Consacré en bonne partie au Grand Coutumier de Normandie, le deuxième discours de rentrée d'Antoine Blanche, prononcé le 3 novembre 1847, n'est pas seulement tourné vers le passé. Enchaînant sur le Code civil, l'avocat général Blanche se montre très critique quant aux idées socialistes : « Serait-il vrai, comme le répète chaque jour l'utopie, que «respecter la propriété est une compression, et qu'il faut abolir la propriété ?».[...] «Nos socialistes modernes se trompent de date» a dit l'un de nos économistes les plus distingués ; «ils se croient au temps où l'homme n'avait que la voûte du ciel pour abri, et pour nourriture que le gland du chêne !» »142(*). Dans cette charge finale contre les courants de pensée socialistes et communistes, Antoine Blanche relaie l'inquiétude des notables face à l'émergence de projets visionnaires qui remettraient en question les structures économiques et sociales du régime bourgeois orléaniste. Cette condamnation sans appel des doctrines socialistes apparaît comme une défense du régime, qui depuis 1846, traverse une phase critique : la grave crise industrielle et agricole, qui s'abat sur la France à partir de la fin de l'année 1846, engendre un chômage massif et des troubles frumentaires importants. Face à cette désespérance sociale, l'idéologie libérale dominante, apparaît comme impuissante et inefficace. Il est habituel, en des circonstances d'inquiétudes ou d'injustices, que des courants alternatifs voient le jour et dirigent leurs discours vers les groupes les plus fragilisées. Déjà en 1834, le procureur général Moyne se plaint de cette corruption des pensées socialistes (saint-simonisme, fouriérisme, etc.) sur les classes ouvrières :

« les théories du jour sont remplacées par d'autres plus folles du lendemain [...] On ne se contente plus des carrières laborieuses qui conduisent à une modeste fortune par l'économie ; on veut de ces mouvements qui déclassent les divers ordres de la société ; sous le prétexte d'améliorer le sort des classes ouvrières, on décourage la vie des pauvres ; [...] si depuis la Révolution de 89, les classes moyennes et élevées sont plus morales, le moyen le plus sûr d'améliorer la condition des pauvres est de leur donner des habitudes meilleures et de leur enseigner que le travail persévérant et l'économie sont les seuls moyens réels d'arriver à un bien-être matériel [...] nous ne pouvons entendre, comme magistrat, avec indifférence, les nombreuses attaques dont la propriété est l'objet, notre regret est aussi grand quand nous voyons les flatteries dont les classes laborieuses sont l'objet, de la part d'hommes qui voudraient s'en servir comme d'instruments en les égarant sur leurs intérêts »143(*).
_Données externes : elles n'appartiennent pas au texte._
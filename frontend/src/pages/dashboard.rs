use shared::format::{format_currency, format_number};
use shared::DashboardSnapshot;
use yew::prelude::*;

use crate::components::bar_chart::{category_bars, top_seller_bars};
use crate::components::{BarChart, ErrorBanner, LowStockTable, Measure, PageHeader};
use crate::hooks::use_dashboard;

/// One summary card
#[derive(Debug, Clone, PartialEq)]
pub struct StatCard {
    pub label: &'static str,
    pub value: String,
    pub attention: bool,
}

pub fn stat_cards(snapshot: &DashboardSnapshot) -> Vec<StatCard> {
    let summary = &snapshot.inventory_summary;
    vec![
        StatCard {
            label: "Total Products",
            value: format_number(summary.products_count),
            attention: false,
        },
        StatCard {
            label: "Inventory Value",
            value: format_currency(summary.total_value),
            attention: false,
        },
        StatCard {
            label: "Low Stock Items",
            value: format_number(snapshot.low_stock.len() as i64),
            attention: !snapshot.low_stock.is_empty(),
        },
        StatCard {
            label: "Categories",
            value: format_number(snapshot.sales_by_category.len() as i64),
            attention: false,
        },
    ]
}

#[function_component(Dashboard)]
pub fn dashboard() -> Html {
    let section = use_dashboard();
    let page = section.state();
    let snapshot = &page.snapshot;

    if page.loading {
        return html! { <div class="page dashboard-page"><div class="loading">{"Loading dashboard..."}</div></div> };
    }

    html! {
        <div class="page dashboard-page">
            <PageHeader title="Dashboard" subtitle="Overview of your inventory system" />

            {if let Some(message) = page.error.clone() {
                html! { <ErrorBanner {message} on_retry={section.reload.clone()} /> }
            } else { html! {} }}

            <div class="stat-grid">
                {for stat_cards(snapshot).into_iter().map(|card| html! {
                    <div class="stat-card">
                        <dt>{card.label}</dt>
                        <dd>
                            {card.value}
                            {if card.attention {
                                html! { <span class="badge danger">{"Attention needed"}</span> }
                            } else { html! {} }}
                        </dd>
                    </div>
                })}
            </div>

            <div class="chart-grid">
                <section class="card">
                    <h2>{"Sales by Category"}</h2>
                    <BarChart
                        bars={category_bars(&snapshot.sales_by_category, Measure::Revenue)}
                        measure={Measure::Revenue}
                        empty_message="No sales recorded yet"
                    />
                </section>
                <section class="card">
                    <h2>{"Top Selling Products"}</h2>
                    <BarChart
                        bars={top_seller_bars(&snapshot.top_selling, Measure::Units)}
                        measure={Measure::Units}
                        empty_message="No sales recorded yet"
                    />
                </section>
            </div>

            <section class="card">
                <h2>{"Low Stock Products"}</h2>
                <LowStockTable items={snapshot.low_stock.clone()} />
            </section>
        </div>
    }
}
La force potentielle de la classe ouvrière, classe la plus nombreuse et la remise en cause par certains de la propriété (comme Etienne Cabet, Joseph Proudhon, etc.), placent une épée de Damoclès au dessus de la France des notables. Moyne s'interroge :

« Sommes-nous donc au milieu d'une société sans gouvernement ? la lice est-elle ouverte pour réaliser toutes les utopies ?[...], que d'autres hommes rêvent une société perfectionnée, s'administrant et se gouvernant par elle-même ; où les lois seraient obéies comme par enchantement ; tant que leur imagination restera dans ces limites, la société n'aura pas sujet de s'inquiéter ; elle regrettera seulement qu'un aussi grand nombre de ses enfants perdent, dans des théories qui ne peuvent se réaliser, des forces et des moyens qu'ils pourraient utiliser dans l'intérêt social »144(*).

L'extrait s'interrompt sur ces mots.